Fix actions acks delay #2406

aleksmaus · 2023-03-27T22:34:11Z

What does this PR do?

Fixes the issue with acks being delayed by the agent.

The cause of the issue is the shared fleet server "client" being locked here

elastic-agent/internal/pkg/remote/client.go

Line 164 in 018bc0b

defer c.clientLock.Unlock()

preventing any fleet server requests until the existing requests is finished.

The problem is exacerbated by the fact that there the long poll request doesn't return until there is any new action or timeout which as far as I remember was 5 minutes or possibly longer.
In such cases the acks request will be awaiting to acquire that which can only happens when the user either changes the policy or executes the action.

Depending on the timing the checkins and the actions dispatching loops, they competed with each other for one single shared client.

Here is a little bit more details/comments on the investigation:
#2410
#2410

As far as I understand this problem was introduced in 8.6 as a result of separation of the checkin and the actions dispatching loops which lead to the concurrent access to the http "client" and competition for the "clients lock" in the current implementation.

This is the "minimal viable" fix for this problem.

Why is it important?

Fixes a huge issue with the actions execution/acking.
This affects any action acking, but most of all osquery that relies on .fleet-action-results to be delivered in timely manner.

Checklist

My code follows the style guidelines of this project
I have commented my code, particularly in hard-to-understand areas
I have made corresponding changes to the documentation
I have made corresponding change to the default configuration files
I have added tests that prove my fix is effective or that my feature works
I have added an entry in ./changelog/fragments using the changelog tool

How to test this PR locally

Run the agent with osquery, execute live pack of 30-40 queries.

Related issues

Closes V2 Agent actions acks/results are delayed by 5 minutes #2410

Screenshots

The live packs work as expected with the fix

mergify · 2023-03-27T22:34:47Z

This pull request does not have a backport label. Could you fix it @aleksmaus? 🙏
To fixup this pull request, you need to add the backport labels for the needed
branches, such as:

backport-v./d./d./d is the label to automatically backport to the 8./d branch. /d is the digit

NOTE: backport-skip has been added to this pull request.

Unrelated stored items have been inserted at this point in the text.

//! Mock completion client for testing.
//!
//! Provides deterministic responses based on input patterns, without making
//! real API calls.

use async_trait::async_trait;

use crate::error::{AskError, Result};
use crate::llm::CompletionClient;

/// Mock completion client that returns canned responses.
#[derive(Debug, Clone, Default)]
pub struct MockCompletionClient {
    /// Fixed response returned for every prompt, if set.
    fixed_response: Option<String>,
    /// Custom response mappings (pattern -> response), checked in order.
    custom_responses: Vec<(String, String)>,
    /// Error injected instead of a response, if set.
    error: Option<MockError>,
}

#[derive(Debug, Clone)]
enum MockError {
    Unavailable(String),
    Provider(String),
}

impl MockCompletionClient {
    /// Creates a new mock client with default responses.
    pub fn new() -> Self {
        Self::default()
    }

    /// Returns `response` for every prompt, regardless of content.
    pub fn with_fixed_response(mut self, response: impl Into<String>) -> Self {
        self.fixed_response = Some(response.into());
        self
    }

    /// Adds a custom response mapping.
    ///
    /// When the prompt contains `pattern` (case-insensitive), the mock
    /// returns `response`.
    pub fn with_response(
        mut self,
        pattern: impl Into<String>,
        response: impl Into<String>,
    ) -> Self {
        self.custom_responses
            .push((pattern.into(), response.into()));
        self
    }

    /// Makes every completion fail as if the backend were unreachable.
    pub fn with_unavailable_error(mut self, msg: impl Into<String>) -> Self {
        self.error = Some(MockError::Unavailable(msg.into()));
        self
    }

    /// Makes every completion fail as if the backend returned an error.
    pub fn with_provider_error(mut self, msg: impl Into<String>) -> Self {
        self.error = Some(MockError::Provider(msg.into()));
        self
    }

    /// Generates a mock response based on the prompt.
    fn mock_response(&self, prompt: &str) -> String {
        if let Some(response) = &self.fixed_response {
            return response.clone();
        }

        let prompt_lower = prompt.to_lowercase();

        for (pattern, response) in &self.custom_responses {
            if prompt_lower.contains(&pattern.to_lowercase()) {
                return response.clone();
            }
        }

        // Default pattern matching
        if prompt_lower.contains("count") {
            return "SELECT COUNT(*) FROM employees;".to_string();
        }

        if prompt_lower.contains("salary") {
            return "SELECT * FROM employees WHERE salary > 50000;".to_string();
        }

        "SELECT * FROM employees;".to_string()
    }
}

#[async_trait]
impl CompletionClient for MockCompletionClient {
    async fn complete(&self, prompt: &str) -> Result<String> {
        match &self.error {
            Some(MockError::Unavailable(msg)) => Err(AskError::provider_unavailable(msg.clone())),
            Some(MockError::Provider(msg)) => Err(AskError::provider(msg.clone())),
            None => Ok(self.mock_response(prompt)),
        }
    }
}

aleksmaus · 2023-03-27T22:35:57Z

added the backport label for 8.7 in case if it can make it into 8.7.0 or 8.7.1

elasticmachine · 2023-03-27T22:51:20Z

💚 Build Succeeded

the below badges are clickable and redirect to their specific view in the CI or DOCS

Expand to view the summary

Build stats

Start Time: 2023-03-29T14:58:15.836+0000
Duration: 18 min 24 sec

Test stats 🧪

Test	Results
Failed	0
Passed	5251
Skipped	23
Total	5274

💚 Flaky test report

Tests succeeded.

🤖 GitHub comments

Expand to view the GitHub comments

To re-run your PR in the CI, just comment with:

/test : Re-trigger the build.
/package : Generate the packages.
run integration tests : Run the Elastic Agent Integration tests.
run end-to-end tests : Generate the packages and run the E2E Tests.
run elasticsearch-ci/docs : Re-trigger the docs validation. (use unformatted text in the comment!)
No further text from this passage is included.